Abstract
Previous work has shown that C. elegans MEC-8 is a putative RNA-binding protein that promotes specific alternative splices of unc-52 transcripts. unc-52 encodes homologs of mammalian perlecan that are located extracellularly between muscle and hypodermis and are essential for muscle development in both embryos and larvae. We show that MEC-8 is a nuclear protein found in hypodermis at most stages of development and not in most late embryonic or larval body-wall muscle. We have also found that overexpression of MEC-8 in hypodermis but not muscle can suppress certain unc-52 mutant phenotypes. These are unexpected results because it has been proposed that UNC-52 is produced exclusively by muscle.
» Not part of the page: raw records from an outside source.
// Copyright 2024. The Jarrah Project
//
// Redistribution and use in source and binary forms, with or without modification, are permitted provided that the
// following conditions are met:
//
// 1. Redistributions of source code must retain the above copyright notice, this list of conditions and the following
// disclaimer.
//
// 2. Redistributions in binary form must reproduce the above copyright notice, this list of conditions and the
// following disclaimer in the documentation and/or other materials provided with the distribution.
//
// 3. Neither the name of the copyright holder nor the names of its contributors may be used to endorse or promote
// products derived from this software without specific prior written permission.
//
// THIS SOFTWARE IS PROVIDED BY THE COPYRIGHT HOLDERS AND CONTRIBUTORS "AS IS" AND ANY EXPRESS OR IMPLIED WARRANTIES,
// INCLUDING, BUT NOT LIMITED TO, THE IMPLIED WARRANTIES OF MERCHANTABILITY AND FITNESS FOR A PARTICULAR PURPOSE ARE
// DISCLAIMED. IN NO EVENT SHALL THE COPYRIGHT HOLDER OR CONTRIBUTORS BE LIABLE FOR ANY DIRECT, INDIRECT, INCIDENTAL,
// SPECIAL, EXEMPLARY, OR CONSEQUENTIAL DAMAGES (INCLUDING, BUT NOT LIMITED TO, PROCUREMENT OF SUBSTITUTE GOODS OR
// SERVICES; LOSS OF USE, DATA, OR PROFITS; OR BUSINESS INTERRUPTION) HOWEVER CAUSED AND ON ANY THEORY OF LIABILITY,
// WHETHER IN CONTRACT, STRICT LIABILITY, OR TORT (INCLUDING NEGLIGENCE OR OTHERWISE) ARISING IN ANY WAY OUT OF THE
// USE OF THIS SOFTWARE, EVEN IF ADVISED OF THE POSSIBILITY OF SUCH DAMAGE.

#![allow(dead_code)]

use std::sync::Arc;

use jarrah_core::{
    blocks::{Block, RawBlock},
    chain_storage::BlockDag,
    consensus::{ConsensusConstants, ConsensusManager},
    proof_of_work::{next_difficulty, solve_pow},
    state_machine::{NullStateMachine, StateMachine},
    transactions::RawTransaction,
};
use k256::ecdsa::{signature::Signer, Signature, SigningKey};
use primitive_types::U256;
use rand::rngs::OsRng;
use tempfile::TempDir;

/// Opens a fresh DAG in a temp directory. The directory guard must be kept alive for the duration
/// of the test.
pub fn create_test_dag(constants: ConsensusConstants) -> (Arc<BlockDag>, TempDir) {
    create_test_dag_with_state_machine(constants, Arc::new(NullStateMachine))
}

pub fn create_test_dag_with_state_machine(
    constants: ConsensusConstants,
    state_machine: Arc<dyn StateMachine>,
) -> (Arc<BlockDag>, TempDir) {
    let tmp = TempDir::new().unwrap();
    let db_path = tmp.path().join("dag.sqlite3");
    let consensus = ConsensusManager::new(constants);
    let dag = BlockDag::new(db_path.to_str().unwrap(), consensus, state_machine).unwrap();
    (Arc::new(dag), tmp)
}

/// The difficulty target the DAG will judge a child of `parent` against, including a boundary
/// retarget when the child opens a new epoch.
pub fn required_difficulty(dag: &BlockDag, parent: &Block, timestamp: u64) -> U256 {
    let constants = dag.consensus().consensus_constants().clone();
    let epoch = dag.get_epoch_for_block_hash(&parent.hash).unwrap().unwrap();
    let height = parent.height + 1;
    if height % constants.epoch_length_blocks() == 0 {
        next_difficulty(&epoch, timestamp, &constants)
    } else {
        epoch.difficulty
    }
}

/// Mines a child of `parent` against the difficulty the store will demand of it.
pub fn mine_block_on(dag: &BlockDag, parent: &Block, transactions: Vec<RawTransaction>, timestamp: u64) -> RawBlock {
    let target = required_difficulty(dag, parent, timestamp);
    mine_block_with_target(parent, transactions, timestamp, &target)
}

/// Mines a child of `parent` against an explicit target. A stricter target than required still
/// validates and contributes proportionally more work.
pub fn mine_block_with_target(
    parent: &Block,
    transactions: Vec<RawTransaction>,
    timestamp: u64,
    target: &U256,
) -> RawBlock {
    let mut block = RawBlock::new(parent.hash, timestamp, transactions);
    let nonce = solve_pow(&block, U256::zero(), target, 100_000_000).unwrap();
    block.set_nonce(nonce);
    block
}

/// Mines and ingests `count` empty blocks on top of `parent`, with timestamps one target
/// interval apart, returning the stored blocks oldest first.
pub fn mine_chain(dag: &BlockDag, parent: &Block, count: u64) -> Vec<Block> {
    let interval = dag.consensus().consensus_constants().target_epoch_length_millis();
    let mut blocks = Vec::with_capacity(count as usize);
    let mut parent = parent.clone();
    for _ in 0..count {
        let timestamp = parent.timestamp + interval;
        let raw = mine_block_on(dag, &parent, vec![], timestamp);
        dag.ingest_block(&raw).unwrap();
        let stored = dag.get_block_by_hash(&raw.hash()).unwrap().unwrap();
        blocks.push(stored.clone());
        parent = stored;
    }
    blocks
}

/// A throwaway secp256k1 keypair for signing test transactions.
pub struct TestWallet {
    signing_key: SigningKey,
    pub pubkey: [u8; 65],
}

impl TestWallet {
    pub fn random() -> Self {
        let signing_key = SigningKey::random(&mut OsRng);
        let point = signing_key.verifying_key().to_encoded_point(false);
        let mut pubkey = [0u8; 65];
        pubkey.copy_from_slice(point.as_bytes());
        Self { signing_key, pubkey }
    }

    pub fn transfer(&self, to: [u8; 65], amount: u64, fee: u64, nonce: u64) -> RawTransaction {
        let mut tx = RawTransaction {
            version: 1,
            sig: [0u8; 64],
            from_pubkey: self.pubkey,
            to_pubkey: to,
            amount,
            fee,
            nonce,
        };
        let signature: Signature = self.signing_key.sign(&tx.envelope());
        tx.sig.copy_from_slice(&signature.to_bytes());
        tx
    }
}
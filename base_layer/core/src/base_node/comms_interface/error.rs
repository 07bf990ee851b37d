// Copyright 2024. The Jarrah Project
//
// Redistribution and use in source and binary forms, with or without modification, are permitted provided that the
// following conditions are met:
//
// 1. Redistributions of source code must retain the above copyright notice, this list of conditions and the following
// disclaimer.
//
// 2. Redistributions in binary form must reproduce the above copyright notice, this list of conditions and the
// following disclaimer in the documentation and/or other materials provided with the distribution.
//
// 3. Neither the name of the copyright holder nor the names of its contributors may be used to endorse or promote
// products derived from this software without specific prior written permission.
//
// THIS SOFTWARE IS PROVIDED BY THE COPYRIGHT HOLDERS AND CONTRIBUTORS "AS IS" AND ANY EXPRESS OR IMPLIED WARRANTIES,
// INCLUDING, BUT NOT LIMITED TO, THE IMPLIED WARRANTIES OF MERCHANTABILITY AND FITNESS FOR A PARTICULAR PURPOSE ARE
// DISCLAIMED. IN NO EVENT SHALL THE COPYRIGHT HOLDER OR CONTRIBUTORS BE LIABLE FOR ANY DIRECT, INDIRECT, INCIDENTAL,
// SPECIAL, EXEMPLARY, OR CONSEQUENTIAL DAMAGES (INCLUDING, BUT NOT LIMITED TO, PROCUREMENT OF SUBSTITUTE GOODS OR
// SERVICES; LOSS OF USE, DATA, OR PROFITS; OR BUSINESS INTERRUPTION) HOWEVER CAUSED AND ON ANY THEORY OF LIABILITY,
// WHETHER IN CONTRACT, STRICT LIABILITY, OR TORT (INCLUDING NEGLIGENCE OR OTHERWISE) ARISING IN ANY WAY OUT OF THE
// USE OF THIS SOFTWARE, EVEN IF ADVISED OF THE POSSIBILITY OF SUCH DAMAGE.

use thiserror::Error;

use crate::{chain_storage::ChainStorageError, mempool::MempoolError};

#[derive(Debug, Error)]
pub enum CommsInterfaceError {
    #[error("Too many hashes requested: {requested} (maximum {max})")]
    TooManyHashesRequested { requested: usize, max: usize },
    #[error("The request channel to the transport is closed")]
    RequestChannelClosed,
    #[error("The transport dropped the reply channel")]
    ReplyChannelClosed,
    #[error("Transport failure: {0}")]
    TransportFailure(String),
    #[error("Peer replied with an unexpected response type")]
    UnexpectedResponse,
    #[error("Chain storage error: {0}")]
    ChainStorage(#[from] ChainStorageError),
    #[error("Mempool error: {0}")]
    Mempool(#[from] MempoolError),
}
We have constructed various tissue-specific unc-52 minigenes fused to a gene for green fluorescent protein that have allowed us to monitor tissue-specific mec-8-dependent alternative splicing; we show that mec-8 must be expressed in the same cell type as the unc-52 minigene in order to regulate its expression, supporting the view that MEC-8 acts directly on unc-52 transcripts and that UNC-52 must be synthesized primarily by the hypodermis. Indeed, our analysis of unc-52 genetic mosaics has shown that the focus of unc-52 action is not in body-wall muscle but most likely is in hypodermis.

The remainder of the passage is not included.